[Data records]
--

use chrono::{DateTime, Local};
use ratatui::backend::Backend;
use std::sync::Arc;
use tracing::{debug, info, warn};

use crate::aggregate::{collect_snapshot, sort_snapshot};
use crate::cli::FetchErrorPolicy;
use crate::config::Settings;
use crate::error::{DashboardError, Result};
use crate::fetch::Fetcher;
use crate::k8s::ResourceSource;
use crate::model::{ResourceKind, Snapshot};
use crate::rows::common_prefix;
use crate::ui::TableRenderer;

#[derive(Debug, Clone, Copy, Eq, PartialEq)]
pub enum CycleOutcome {
    Fresh { rows: usize },
    Stale,
}

struct LastGood {
    rows: Snapshot,
    refreshed_at: DateTime<Local>,
}

/// Runs fetch, aggregate, sort and render on a fixed interval.
pub struct Dashboard<B: Backend> {
    fetchers: Vec<Arc<dyn Fetcher>>,
    renderer: TableRenderer<B>,
    settings: Arc<Settings>,
    last_good: Option<LastGood>,
}

impl<B: Backend> Dashboard<B> {
    pub fn new(
        fetchers: Vec<Arc<dyn Fetcher>>,
        renderer: TableRenderer<B>,
        settings: Arc<Settings>,
    ) -> Self {
        Self {
            fetchers,
            renderer,
            settings,
            last_good: None,
        }
    }

    /// Only returns when a cycle fails and the error policy says to stop.
    pub async fn run(&mut self) -> Result<()> {
        info!(
            fetchers = self.fetchers.len(),
            refresh_ms = self.settings.refresh.as_millis() as u64,
            "starting refresh loop"
        );
        loop {
            match self.run_cycle().await? {
                CycleOutcome::Fresh { rows } => debug!(rows, "cycle rendered"),
                CycleOutcome::Stale => debug!("cycle rendered stale snapshot"),
            }
            tokio::time::sleep(self.settings.refresh).await;
        }
    }

    pub async fn run_cycle(&mut self) -> Result<CycleOutcome> {
        match self.snapshot().await {
            Ok(rows) => {
                self.renderer.render(&rows, None)?;
                let count = rows.len();
                self.last_good = Some(LastGood {
                    rows,
                    refreshed_at: Local::now(),
                });
                Ok(CycleOutcome::Fresh { rows: count })
            }
            Err(error) => self.handle_cycle_error(error),
        }
    }

    pub fn restore_terminal(&mut self) -> Result<()> {
        self.renderer.show_cursor()
    }

    async fn snapshot(&self) -> Result<Snapshot> {
        let mut rows = collect_snapshot(&self.fetchers).await?;
        sort_snapshot(&mut rows);
        Ok(rows)
    }

    /// The single place that decides whether a failed cycle ends the process.
    fn handle_cycle_error(&mut self, error: DashboardError) -> Result<CycleOutcome> {
        if self.settings.on_fetch_error == FetchErrorPolicy::Exit || !error.is_fetch() {
            return Err(error);
        }

        warn!(%error, "refresh failed, keeping previous snapshot");
        let (rows, notice) = match &self.last_good {
            Some(last) => (
                last.rows.as_slice(),
                format!(
                    "stale since {}: {error}",
                    last.refreshed_at.format("%H:%M:%S")
                ),
            ),
            None => (&[][..], format!("no data yet: {error}")),
        };
        self.renderer.render(rows, Some(&notice))?;
        Ok(CycleOutcome::Stale)
    }
}

/// Lists nodes once and derives the prefix used to shorten pod node names.
pub async fn startup_prefix(source: &dyn ResourceSource) -> Result<String> {
    let nodes = source
        .nodes()
        .await
        .map_err(|source| DashboardError::Fetch {
            kind: ResourceKind::Node,
            source,
        })?;
    let names = nodes
        .iter()
        .filter_map(|node| node.metadata.name.clone())
        .collect::<Vec<_>>();
    let prefix = common_prefix(&names);
    info!(nodes = names.len(), prefix = %prefix, "computed node name prefix");
    Ok(prefix)
}
use async_trait::async_trait;
use k8s_openapi::jiff::Timestamp;
use std::sync::Arc;
use tracing::debug;

use crate::config::Settings;
use crate::error::{DashboardError, Result};
use crate::k8s::ResourceSource;
use crate::model::{ResourceKind, Row};
use crate::rows::{self, RowContext};

/// One independent producer of display rows.
#[async_trait]
pub trait Fetcher: Send + Sync {
    fn kind(&self) -> ResourceKind;

    async fn fetch(&self) -> Result<Vec<Row>>;
}

/// Lists one resource kind from a [`ResourceSource`] and derives its rows.
pub struct ResourceFetcher {
    kind: ResourceKind,
    source: Arc<dyn ResourceSource>,
    settings: Arc<Settings>,
    node_prefix: Arc<str>,
}

impl ResourceFetcher {
    pub fn new(
        kind: ResourceKind,
        source: Arc<dyn ResourceSource>,
        settings: Arc<Settings>,
        node_prefix: Arc<str>,
    ) -> Self {
        Self {
            kind,
            source,
            settings,
            node_prefix,
        }
    }

    /// One fetcher per resource kind, all sharing the same source and settings.
    pub fn all(
        source: Arc<dyn ResourceSource>,
        settings: Arc<Settings>,
        node_prefix: &str,
    ) -> Vec<Arc<dyn Fetcher>> {
        let node_prefix: Arc<str> = Arc::from(node_prefix);
        ResourceKind::ALL
            .into_iter()
            .map(|kind| {
                Arc::new(Self::new(
                    kind,
                    Arc::clone(&source),
                    Arc::clone(&settings),
                    Arc::clone(&node_prefix),
                )) as Arc<dyn Fetcher>
            })
            .collect()
    }
}

#[async_trait]
impl Fetcher for ResourceFetcher {
    fn kind(&self) -> ResourceKind {
        self.kind
    }

    async fn fetch(&self) -> Result<Vec<Row>> {
        let kind = self.kind;
        let fetch_error = |source| DashboardError::Fetch { kind, source };
        let ctx = RowContext {
            scope: &self.settings.scope,
            system_namespace: &self.settings.system_namespace,
            palette: &self.settings.palette,
            node_prefix: &self.node_prefix,
            now: Timestamp::now(),
        };

        let rows = match kind {
            ResourceKind::Node => {
                rows::node_rows(&self.source.nodes().await.map_err(fetch_error)?, &ctx)
            }
            ResourceKind::Service => {
                rows::service_rows(&self.source.services().await.map_err(fetch_error)?, &ctx)
            }
            ResourceKind::Deployment => rows::deployment_rows(
                &self.source.deployments().await.map_err(fetch_error)?,
                &ctx,
            ),
            ResourceKind::Pod => {
                rows::pod_rows(&self.source.pods().await.map_err(fetch_error)?, &ctx)
            }
        };

        debug!(%kind, rows = rows.len(), "fetched");
        Ok(rows)
    }
}
use anyhow::{Context, Result};
use async_trait::async_trait;
use k8s_openapi::api::apps::v1::Deployment;
use k8s_openapi::api::core::v1::{Node, Pod, Service};
use kube::api::ListParams;
use kube::config::{KubeConfigOptions, Kubeconfig};
use kube::{Api, Client, Config};
use serde::de::DeserializeOwned;
use std::fmt::Debug;
use std::path::Path;
use tracing::{debug, info};

use crate::error::BoxError;
use crate::model::NamespaceScope;

pub type ListResult<T> = std::result::Result<Vec<T>, BoxError>;

/// The four list calls the dashboard needs from a cluster.
#[async_trait]
pub trait ResourceSource: Send + Sync {
    async fn nodes(&self) -> ListResult<Node>;
    async fn services(&self) -> ListResult<Service>;
    async fn deployments(&self) -> ListResult<Deployment>;
    async fn pods(&self) -> ListResult<Pod>;
}

#[derive(Clone)]
pub struct KubeGateway {
    client: Client,
    context: String,
    cluster: String,
    scope: NamespaceScope,
}

impl KubeGateway {
    pub async fn connect(
        kubeconfig_path: &Path,
        context: Option<String>,
        scope: NamespaceScope,
    ) -> Result<Self> {
        let kubeconfig = Kubeconfig::read_from(kubeconfig_path)
            .with_context(|| format!("failed to read kubeconfig {}", kubeconfig_path.display()))?;
        let active_context = context
            .clone()
            .or_else(|| kubeconfig.current_context.clone())
            .unwrap_or_else(|| "-".to_string());

        let options = KubeConfigOptions {
            context,
            cluster: None,
            user: None,
        };
        let config = Config::from_custom_kubeconfig(kubeconfig, &options)
            .await
            .context("failed to load Kubernetes configuration")?;
        let cluster = config.cluster_url.to_string();
        let client = Client::try_from(config).context("failed to initialize Kubernetes client")?;

        info!(context = %active_context, cluster = %cluster, scope = %scope, "connected");
        Ok(Self {
            client,
            context: active_context,
            cluster,
            scope,
        })
    }

    pub fn context(&self) -> &str {
        &self.context
    }

    pub fn cluster(&self) -> &str {
        &self.cluster
    }

    fn scoped<K>(&self) -> Api<K>
    where
        K: kube::Resource<Scope = k8s_openapi::NamespaceResourceScope>,
        <K as kube::Resource>::DynamicType: Default,
    {
        match &self.scope {
            NamespaceScope::All => Api::all(self.client.clone()),
            NamespaceScope::Named(namespace) => Api::namespaced(self.client.clone(), namespace),
        }
    }
}

async fn list_all<K>(api: Api<K>) -> ListResult<K>
where
    K: Clone + DeserializeOwned + Debug,
{
    let list = api.list(&ListParams::default()).await?;
    debug!(items = list.items.len(), "listed");
    Ok(list.items)
}

#[async_trait]
impl ResourceSource for KubeGateway {
    async fn nodes(&self) -> ListResult<Node> {
        list_all(Api::<Node>::all(self.client.clone())).await
    }

    async fn services(&self) -> ListResult<Service> {
        list_all(self.scoped::<Service>()).await
    }

    async fn deployments(&self) -> ListResult<Deployment> {
        list_all(self.scoped::<Deployment>()).await
    }

    async fn pods(&self) -> ListResult<Pod> {
        list_all(self.scoped::<Pod>()).await
    }
}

--

■ WORK ORDER: All lines in the entries above that include "BoxError" should be found and copied.

■ REPLY TO THE TASK:
use crate::error::BoxError;
pub type ListResult<T> = std::result::Result<Vec<T>, BoxError>;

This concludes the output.